Como por arte de magia comenzaron a intimar con mi madre, a bailarle el agua. Y un día, sin saber cómo, comenzaron a invitarnos a su casa, que si a merendar un sábado, que si a una barbacoa un domingo, a cenar en alguna fecha importante para ellos, como los cumpleaños y cosas por el estilo, o que si “trae a los chavales para que se den un chapuzón en la piscina, mujer, ahora que el calor es tan agobiante”… Mi madre estaba pletórica, agradecía haber dado con una familia tan generosa y desinteresada. Ves, hijo, aún quedan buenas personas en el mundo, me decía. Después de todo lo que había pasado con mi padre, estas nuevas amistades la devolvían al ajetreo de la vida social. Comencé a notar un cambio,  se le veía algo más sonriente, podría decir que titilaban en ella atisbos de esperanza para transitar hacia la normalidad y dejar atrás toda esa oscuridad del luto, del sufrimiento enquistado por la enfermedad de mi padre y por su fallecimiento. La amistad se fue consolidando.
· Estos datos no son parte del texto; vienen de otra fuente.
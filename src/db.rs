use crate::config::AppConfig;
use crate::errors::ServiceError;
use futures::future::BoxFuture;
use metrics::{counter, gauge, histogram};
use sea_orm::{
    ConnectOptions, Database, DatabaseConnection, DatabaseTransaction, DbErr, TransactionTrait,
};
use sea_orm_migration::MigratorTrait;
use std::fmt::Display;
use std::time::{Duration, Instant};
use tracing::{debug, error, info, warn};
use uuid::Uuid;

/// Type alias for a database connection pool
pub type DbPool = DatabaseConnection;

/// Configuration for database connection
#[derive(Debug, Clone)]
pub struct DbConfig {
    pub url: String,
    pub max_connections: u32,
    pub min_connections: u32,
    pub connect_timeout: Duration,
    pub idle_timeout: Duration,
    pub acquire_timeout: Duration,
}

impl Default for DbConfig {
    fn default() -> Self {
        Self {
            url: String::new(),
            max_connections: 10,
            min_connections: 1,
            connect_timeout: Duration::from_secs(30),
            idle_timeout: Duration::from_secs(600),
            acquire_timeout: Duration::from_secs(8),
        }
    }
}

impl From<&AppConfig> for DbConfig {
    fn from(cfg: &AppConfig) -> Self {
        Self {
            url: cfg.database_url.clone(),
            max_connections: cfg.db_max_connections,
            min_connections: cfg.db_min_connections,
            connect_timeout: Duration::from_secs(cfg.db_connect_timeout_secs),
            idle_timeout: Duration::from_secs(cfg.db_idle_timeout_secs),
            acquire_timeout: Duration::from_secs(cfg.db_acquire_timeout_secs),
        }
    }
}

/// Establishes a connection pool to the database with custom configuration
///
/// # Errors
/// Returns a `ServiceError::DatabaseError` if the connection cannot be established
pub async fn establish_connection_with_config(config: &DbConfig) -> Result<DbPool, ServiceError> {
    debug!("Configuring database connection with: {:?}", config);

    let mut opt = ConnectOptions::new(config.url.clone());
    opt.max_connections(config.max_connections)
        .min_connections(config.min_connections)
        .connect_timeout(config.connect_timeout)
        .acquire_timeout(config.acquire_timeout)
        .idle_timeout(config.idle_timeout)
        .sqlx_logging(false);

    gauge!("shopfloor_db.max_connections", config.max_connections as f64);

    info!(
        "Connecting to database with max_connections={}",
        config.max_connections
    );

    let db_pool = Database::connect(opt).await.map_err(|e| {
        error!("Database connection establishment failed: {}", e);
        ServiceError::DatabaseError(e)
    })?;

    info!("Database connection pool established successfully");
    Ok(db_pool)
}

/// Establish DB pool using AppConfig tuning
pub async fn establish_connection_from_app_config(cfg: &AppConfig) -> Result<DbPool, ServiceError> {
    let db_cfg: DbConfig = cfg.into();
    establish_connection_with_config(&db_cfg).await
}

/// Runs a multi-statement write in one transaction, committing on `Ok` and
/// rolling back on `Err`.
pub async fn run_in_transaction<F, T>(
    db: &DbPool,
    operation: &str,
    f: F,
) -> Result<T, ServiceError>
where
    F: for<'a> FnOnce(&'a DatabaseTransaction) -> BoxFuture<'a, Result<T, ServiceError>> + Send,
    T: Send + 'static,
{
    let transaction_id = Uuid::new_v4();
    let start = Instant::now();

    debug!(transaction_id = %transaction_id, operation, "Starting database transaction");
    counter!("shopfloor_db.transaction.started", 1);

    let result = db.transaction::<_, T, ServiceError>(f).await;

    let elapsed = start.elapsed();
    histogram!("shopfloor_db.transaction.duration", elapsed.as_secs_f64());

    match &result {
        Ok(_) => {
            counter!("shopfloor_db.transaction.committed", 1);
            debug!(transaction_id = %transaction_id, operation, "Transaction committed in {:?}", elapsed);
        }
        Err(e) => {
            counter!("shopfloor_db.transaction.rolled_back", 1);
            warn!(transaction_id = %transaction_id, operation, error = %e, "Transaction rolled back after {:?}", elapsed);
        }
    }

    result.map_err(ServiceError::from)
}

/// Read-path degradation: logs the failure and yields `fallback`.
pub fn or_fallback<T, E: Display>(result: Result<T, E>, fallback: T, context: &str) -> T {
    match result {
        Ok(value) => value,
        Err(e) => {
            warn!(context, error = %e, "Query failed, using fallback");
            counter!("shopfloor_db.query.fallback", 1);
            fallback
        }
    }
}

/// Runs the embedded migrations.
pub async fn run_migrations(pool: &DbPool) -> Result<(), ServiceError> {
    info!("Running database migrations");
    let start = Instant::now();

    let result = crate::migrator::Migrator::up(pool, None)
        .await
        .map_err(ServiceError::DatabaseError);

    let elapsed = start.elapsed();
    match &result {
        Ok(_) => info!(
            "Database migrations completed successfully in {:?}",
            elapsed
        ),
        Err(e) => error!("Database migrations failed after {:?}: {}", elapsed, e),
    }

    result
}

/// Checks if the database connection is active
pub async fn check_connection(pool: &DbPool) -> Result<(), DbErr> {
    let start = Instant::now();
    let result = pool.ping().await;

    let elapsed = start.elapsed();
    match &result {
        Ok(_) => {
            debug!("Database connection check successful in {:?}", elapsed);
            gauge!("shopfloor_db.connection_latency", elapsed.as_millis() as f64);
        }
        Err(e) => {
            error!(
                "Database connection check failed after {:?}: {}",
                elapsed, e
            );
            counter!("shopfloor_db.connection_failures", 1);
        }
    }

    result
}

#[cfg(test)]
mod tests {
    use super::*;
    use crate::entities::phases;
    use sea_orm::{ActiveModelTrait, EntityTrait, PaginatorTrait, Set};

    async fn memory_pool() -> DbPool {
        let config = DbConfig {
            url: "sqlite::memory:".into(),
            max_connections: 1,
            ..Default::default()
        };
        let pool = establish_connection_with_config(&config).await.unwrap();
        run_migrations(&pool).await.unwrap();
        pool
    }

    #[tokio::test]
    async fn migrations_create_schema() {
        let pool = memory_pool().await;
        assert!(check_connection(&pool).await.is_ok());
        assert_eq!(phases::Entity::find().count(&pool).await.unwrap(), 0);
    }

    #[tokio::test]
    async fn failed_transaction_rolls_back() {
        let pool = memory_pool().await;

        let result: Result<(), ServiceError> = run_in_transaction(&pool, "test", |txn| {
            Box::pin(async move {
                phases::ActiveModel {
                    name: Set("Paint".into()),
                    seq: Set(1),
                    ..Default::default()
                }
                .insert(txn)
                .await?;
                Err(ServiceError::BadRequest("abort".into()))
            })
        })
        .await;

        assert!(matches!(result, Err(ServiceError::BadRequest(_))));
        assert_eq!(phases::Entity::find().count(&pool).await.unwrap(), 0);
    }

    #[test]
    fn fallback_on_error_only() {
        let ok: Result<Vec<i32>, DbErr> = Ok(vec![1]);
        assert_eq!(or_fallback(ok, Vec::new(), "ok"), vec![1]);

        let failed: Result<Vec<i32>, DbErr> = Err(DbErr::Custom("down".into()));
        assert!(or_fallback(failed, Vec::new(), "failed").is_empty());
    }
}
Y transcurridos unos meses parecíamos una sola familia.

En una de aquellas visitas en la que Soraya y Doña Berta tomaban café con mi madre en la terraza y nosotros disfrutábamos de la piscina (Puig enseñaba a nadar a Luis, mientras yo, sentado en la escalerilla, fingía mirarles, pero, en realidad, estaba atento, oreja en ristre, a la conversación que provenía de la terraza), le dejaron caer, así, como quien no quiere las cosas, a mi madre, de que ya era hora de que volviera a rehacer su vida, que aún era una mujer muy hermosa y que era una lástima que los chavales siguieran creciendo sin un referente de figura paterna. “Mira a mi Félix, dijo Doña Berta, perdió a su padre a los catorce años, y yo, por hacer caso de los convencionalismos, no me volví a casar, de haberlo hecho, estoy segura, hubiera sido  de gran beneficio para él, quizás hubiera salido un poco más espabilado teniendo un hombre en casa que le guiara, que le sirviera de ejemplo, que eso no quiere decir que me haya salido mal chaval, ni mucho menos, pero la presencia masculina es necesaria para la educación de los hijos. Porque…  ¿tú, cómo ves a mi Félix?” preguntó Doña Berta a mi madre. “Buen mozo lo es un rato ¿no crees?” remarcó con picardía. Y era verdad, Puig era un hombre bastante guapo, a pesar de sus años y de que no tenía un cuerpo muy musculoso, más bien era de carnes un poco blandas, pero, aún así, se veía bastante bien, resultaba atractivo. Mi madre se sonrojó, y con un débil movimiento de cabeza la vi asentir. “Un día podríais ir a cenar, o quedar para ir al cine, o a pasear por la ciudad, nosotras cuidaríamos de los chavales (cosa que no era necesaria, ya nos quedábamos solos en casa alguna que otra vez), a que sí, Soraya”, dijo Doña Berta. “No me dirás que no es una buena idea”, aseveró, dándole un ligero golpe con el codo a su hija que estaba sentada a su lado. “Sí, mamá, una idea estupenda”, dijo Soraya, esbozando una sonrisa cómplice hacia su madre. “A que sí, Amanda”, dijo Doña Berta, y Amanda, mi querida madre, que ahora caigo en la cuenta, no le había dicho su nombre, se sonrojó aún más y levantó la vista, poco a poco, para mirar hacia la piscina buscando la figura de Puig, que cargaba a mi hermano en brazos y luego lo tiraba al agua, recogiéndolo de inmediato, al tiempo que le hacía cosquillas y volvía a lanzarlo. Y entonces me percaté que Amanda, la mujer, tenía otras necesidades, lo vi en sus ojos, en aquella mirada entre tímida y lasciva, que Amanda, la madre, había estado reprimiendo desde hacía muchísimo tiempo.